** Aim of the task **
Go through the records below and copy out every line holding "Deserialize".

(Records contained in a dataset)
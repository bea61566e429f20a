//! Trailing time-window filtering.
//!
//! Windows are anchored on the latest date present in the series, not on
//! today's date, so a stale export still shows its last week of activity.

use chrono::{Days, Months, NaiveDate};
use serde::{Deserialize, Serialize};
use std::fmt;
use std::str::FromStr;

use crate::models::MergedDay;

/// Trailing window selectable on the dashboard.
#[derive(Debug, Clone, Copy, PartialEq, Eq, Default, Serialize, Deserialize, clap::ValueEnum)]
pub enum TimeRange {
    #[serde(rename = "7d")]
    #[value(name = "7d")]
    Week,
    #[serde(rename = "1m")]
    #[value(name = "1m")]
    Month,
    #[default]
    #[serde(rename = "3m")]
    #[value(name = "3m")]
    Quarter,
    #[serde(rename = "6m")]
    #[value(name = "6m")]
    HalfYear,
    #[serde(rename = "1y")]
    #[value(name = "1y")]
    Year,
    #[serde(rename = "all")]
    #[value(name = "all")]
    All,
}

impl TimeRange {
    /// Exclusive lower bound for a window ending on `anchor`.
    ///
    /// Returns `None` when every date qualifies.
    pub fn cutoff(&self, anchor: NaiveDate) -> Option<NaiveDate> {
        match self {
            TimeRange::Week => anchor.checked_sub_days(Days::new(7)),
            TimeRange::Month => anchor.checked_sub_months(Months::new(1)),
            TimeRange::Quarter => anchor.checked_sub_months(Months::new(3)),
            TimeRange::HalfYear => anchor.checked_sub_months(Months::new(6)),
            TimeRange::Year => anchor.checked_sub_months(Months::new(12)),
            TimeRange::All => None,
        }
    }

    /// Human-readable label.
    pub fn label(&self) -> &'static str {
        match self {
            TimeRange::Week => "Last 7 days",
            TimeRange::Month => "Last month",
            TimeRange::Quarter => "Last 3 months",
            TimeRange::HalfYear => "Last 6 months",
            TimeRange::Year => "Last year",
            TimeRange::All => "All time",
        }
    }
}

impl fmt::Display for TimeRange {
    fn fmt(&self, f: &mut fmt::Formatter<'_>) -> fmt::Result {
        let key = match self {
            TimeRange::Week => "7d",
            TimeRange::Month => "1m",
            TimeRange::Quarter => "3m",
            TimeRange::HalfYear => "6m",
            TimeRange::Year => "1y",
            TimeRange::All => "all",
        };
        write!(f, "{}", key)
    }
}

impl FromStr for TimeRange {
    type Err = String;

    fn from_str(s: &str) -> Result<Self, Self::Err> {
        match s.trim().to_lowercase().as_str() {
            "7d" => Ok(TimeRange::Week),
            "1m" => Ok(TimeRange::Month),
            "3m" => Ok(TimeRange::Quarter),
            "6m" => Ok(TimeRange::HalfYear),
            "1y" | "12m" => Ok(TimeRange::Year),
            "all" => Ok(TimeRange::All),
            other => Err(format!(
                "Unknown time range '{}' (expected 7d, 1m, 3m, 6m, 1y or all)",
                other
            )),
        }
    }
}

/// Slice a merged series to the trailing window ending at its latest date.
pub fn filter_range(series: &[MergedDay], range: TimeRange) -> Vec<MergedDay> {
    let Some(anchor) = series.iter().map(|d| d.date).max() else {
        return Vec::new();
    };

    let mut slice: Vec<MergedDay> = match range.cutoff(anchor) {
        Some(cutoff) => series.iter().filter(|d| d.date > cutoff).cloned().collect(),
        None => series.to_vec(),
    };

    slice.sort_by_key(|d| d.date);
    slice
}

#[cfg(test)]
mod tests {
    use super::*;

    fn date(s: &str) -> NaiveDate {
        NaiveDate::parse_from_str(s, "%Y-%m-%d").unwrap()
    }

    fn series(dates: &[&str]) -> Vec<MergedDay> {
        dates.iter().map(|d| MergedDay::empty(date(d))).collect()
    }

    fn dates_of(slice: &[MergedDay]) -> Vec<String> {
        slice.iter().map(|d| d.date.to_string()).collect()
    }

    #[test]
    fn test_parse_and_display() {
        for key in ["7d", "1m", "3m", "6m", "1y", "all"] {
            let range: TimeRange = key.parse().unwrap();
            assert_eq!(range.to_string(), key);
        }
        assert_eq!("ALL".parse::<TimeRange>(), Ok(TimeRange::All));
        assert!("2w".parse::<TimeRange>().is_err());
    }

    #[test]
    fn test_week_is_seven_days_inclusive() {
        let s = series(&[
            "2025-05-24",
            "2025-05-25",
            "2025-05-26",
            "2025-05-31",
        ]);
        let slice = filter_range(&s, TimeRange::Week);
        assert_eq!(dates_of(&slice), vec!["2025-05-25", "2025-05-26", "2025-05-31"]);
    }

    #[test]
    fn test_anchor_is_latest_date_not_today() {
        let s = series(&["2020-01-01", "2020-01-05"]);
        let slice = filter_range(&s, TimeRange::Week);
        assert_eq!(slice.len(), 2);
    }

    #[test]
    fn test_month_clamps_to_month_end() {
        let s = series(&["2025-02-28", "2025-03-01", "2025-03-31"]);
        let slice = filter_range(&s, TimeRange::Month);
        // 2025-03-31 minus one month clamps to 2025-02-28, which is excluded.
        assert_eq!(dates_of(&slice), vec!["2025-03-01", "2025-03-31"]);
    }

    #[test]
    fn test_year_and_all() {
        let s = series(&["2023-06-01", "2024-06-01", "2024-06-02", "2025-06-01"]);
        assert_eq!(
            dates_of(&filter_range(&s, TimeRange::Year)),
            vec!["2024-06-02", "2025-06-01"]
        );
        assert_eq!(filter_range(&s, TimeRange::All).len(), 4);
    }

    #[test]
    fn test_unsorted_input_is_sorted() {
        let s = series(&["2025-05-31", "2025-05-29", "2025-05-30"]);
        let slice = filter_range(&s, TimeRange::All);
        assert_eq!(dates_of(&slice), vec!["2025-05-29", "2025-05-30", "2025-05-31"]);
    }

    #[test]
    fn test_empty_series() {
        assert!(filter_range(&[], TimeRange::Quarter).is_empty());
    }
}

** Written answer **
use serde::{Deserialize, Serialize};
#[derive(Debug, Clone, Copy, PartialEq, Eq, Default, Serialize, Deserialize, clap::ValueEnum)]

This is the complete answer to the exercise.